Introduction

Recently, in the matter of Bilodeau v. Directeur des poursuites criminelles et pénales, the Quebec Superior Court pointed out that while the powers of the syndic of a professional order are extensive, they are not limitless. For certain exceptions to the rules of evidence apply to those powers and prevent the syndic from having access to all the documents it may require. This is the case in particular with the police informer privilege, whereby the informer’s identity cannot be revealed, whether in civil, criminal, penal or administrative proceedings, or during a preliminary inquiry or testimony at trial.

Facts

In this matter, the syndic of the Quebec Bar applied to the Superior Court for a declaratory judgment in order to determine if the police informer privilege could be set up against its syndic. The syndic was seeking to obtain, from the Director of Criminal and Penal Prosecutions (the “DCPP”), information and documents necessary for the exercise of its jurisdiction and mandate.

The facts underlying the application can be summarized as follows: a lawyer against whom a complaint had been filed had been declared disqualified to act in a criminal matter before the Court of Québec, because of a conflict of interest. Shortly thereafter the DCPP filed a request with the syndic of the Quebec Bar, asking it to conduct an investigation into the lawyer’s conduct. Following the investigation, the assistant syndic concluded that no disciplinary complaint would be filed.

Pursuant to section 123.5 of the Professional Code, the DCPP filed an application asking the Quebec Bar to review the assistant syndic’s decision. In its opinion, the Review Committee recommended to the assistant syndic that it complete its investigation regarding the concept of “conflict of interest” as it applies to the concept of “police informer privilege”. In order to act on the Review Committee’s recommendation, the assistant syndic asked the DCPP to provide it with the evidence led during the hearing before the Court of Québec on the application for a declaration of disqualification of the lawyer in question.

The DCPP refused to comply with the assistant syndic’s request, on the grounds that it was unable to disclose information that could reveal the identity of a police informer.

Decision

The Superior Court first examined the nature and scope of the police informer privilege, before determining whether it could be set up against the assistant syndic of the Quebec Bar.

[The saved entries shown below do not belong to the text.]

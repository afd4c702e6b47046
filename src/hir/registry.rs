//! Package/module registry.
//!
//! The registry is the single source of truth for packages and modules in a
//! compilation. It owns every node in arenas and hands out ids:
//!
//! - [`Registry::resolve`] walks a dotted package path, creating packages on
//!   first reference.
//! - [`Registry::load_module`] locates, reads and parses a module source the
//!   first time its qualified name is requested, and returns the existing
//!   module every time after that.
//!
//! Memoization by qualified name is what makes circular imports work: both
//! sides of a cycle observe the same [`Module`] and its analysis state.

use std::path::Path;

use rustc_hash::FxHashMap;
use smol_str::SmolStr;

use crate::base::{FileId, Interner, Loc, Name};
use crate::project::SourceLocator;
use crate::syntax::{Decl, SourceModule, parse_module};

use super::diagnostics::{Diagnostic, DiagnosticCollector, codes};
use super::error::ImportError;
use super::ids::{AliasId, DeclId, ImportId, ModuleId, PackageId};
use super::import::Import;
use super::module::Module;
use super::source::FileSet;
use super::symbols::{AliasSymbol, DeclSymbol, Symbol, SymbolTable};

/// A directory-like namespace node.
#[derive(Clone, Debug)]
pub struct Package {
    pub name: Name,
    pub qualified: SmolStr,
    pub parent: Option<PackageId>,
    /// Child packages and modules by simple name.
    pub members: SymbolTable,
}

/// Which symbol table a path resolved into.
#[derive(Copy, Clone, Debug, PartialEq, Eq)]
pub enum TableRef {
    /// The top-level table (modules and packages without a parent).
    Root,
    Package(PackageId),
}

/// Result of walking a package path.
#[derive(Copy, Clone, Debug, PartialEq, Eq)]
pub struct ResolvedPath {
    /// Table in which the final (module) segment lives.
    pub table: TableRef,
    /// Outermost package of the path; `None` for an empty path.
    pub root: Option<PackageId>,
    /// Deepest package of the path; `None` for an empty path.
    pub leaf: Option<PackageId>,
}

/// Collaborators needed to compile a module on demand.
pub struct LoadContext<'a> {
    pub interner: &'a Interner,
    pub files: &'a FileSet,
    pub locator: &'a dyn SourceLocator,
    pub diagnostics: &'a mut DiagnosticCollector,
}

#[derive(Debug, Default)]
pub struct Registry {
    root: SymbolTable,
    packages: Vec<Package>,
    modules: Vec<Module>,
    imports: Vec<Import>,
    aliases: Vec<AliasSymbol>,
    decls: Vec<DeclSymbol>,
    by_qualified: FxHashMap<SmolStr, ModuleId>,
}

The police informer privilege is a rule of public policy to which there is but one exception, i.e. where it is necessary to establish the innocence of an accused. When an accused wishes to use the identity of a police informer to establish his innocence, he must demonstrate the seriousness of his position. The Court must then weigh the importance of this disclosure for the accused against the public interest in non-disclosure of the informant’s identity.

The obligation to keep a police informer’s identity confidential applies to everyone, and breaching it can lead to disciplinary measures or a claim for damages.

The police informer’s privilege protects the informant’s anonymity and any information capable of identifying him or her. It does not however apply to the content of statements he or she made to the police. That content can be shared and entered into evidence if doing so would not allow the informant to be identified.

The Superior Court concluded that the police informer privilege is absolute. Once it is established that the privilege applies, the Court has no further discretion. It must protect the informant’s identity, even from a syndic, despite the latter’s broad investigatory powers under section 122 of the Professional Code and its oath of confidentiality regarding the investigation file.

According to the Court, as the instant matter did not involve establishing the innocence of an accused, no exception was available. The police informer privilege automatically applies, and its application cannot be decided on a case-by-case basis. It can consequently be set up against the syndic of a professional order. The Court noted moreover that even if the requested information were disclosed to the syndic, it would be of little use, as it would constitute inadmissible evidence.

Conclusion

This decision is noteworthy given the exception it applies to the broad investigatory powers of a syndic recognized by the Supreme Court of Canada in Pharmascience Inc. v. Binet. In that landmark decision, the Supreme Court acknowledged the syndic’s right to obtain all information necessary for the purposes of its inquiry and for making a decision whether or not a disciplinary complaint should be filed, regardless of whether the information is in the possession of the professional under investigation or a third party.

By dint of its role as the enforcer of discipline within a professional order, the syndic is a key constituent of the order. While its powers may in exceptional cases be reduced, it is important that it has the benefit of as much information as possible in order to allow it to effectively accomplish its mission of protecting the public.